RECORDS –
......

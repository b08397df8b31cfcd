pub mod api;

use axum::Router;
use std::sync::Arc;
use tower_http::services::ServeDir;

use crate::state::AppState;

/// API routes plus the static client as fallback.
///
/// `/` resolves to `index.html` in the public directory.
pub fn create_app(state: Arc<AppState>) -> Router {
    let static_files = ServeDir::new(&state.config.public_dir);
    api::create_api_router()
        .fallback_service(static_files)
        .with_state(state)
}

......

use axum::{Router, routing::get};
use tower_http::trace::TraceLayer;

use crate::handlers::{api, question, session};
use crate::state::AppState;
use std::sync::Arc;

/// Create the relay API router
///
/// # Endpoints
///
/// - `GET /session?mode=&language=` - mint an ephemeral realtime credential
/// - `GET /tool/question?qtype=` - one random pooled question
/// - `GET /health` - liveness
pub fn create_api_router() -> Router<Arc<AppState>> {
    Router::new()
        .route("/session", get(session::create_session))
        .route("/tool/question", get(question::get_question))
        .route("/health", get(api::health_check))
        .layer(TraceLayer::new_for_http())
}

......

TASK DETAILS – Out of the entries, pull every line that mentions "axum".

THE COMPLETED TASK –
use axum::Router;
use axum::{Router, routing::get};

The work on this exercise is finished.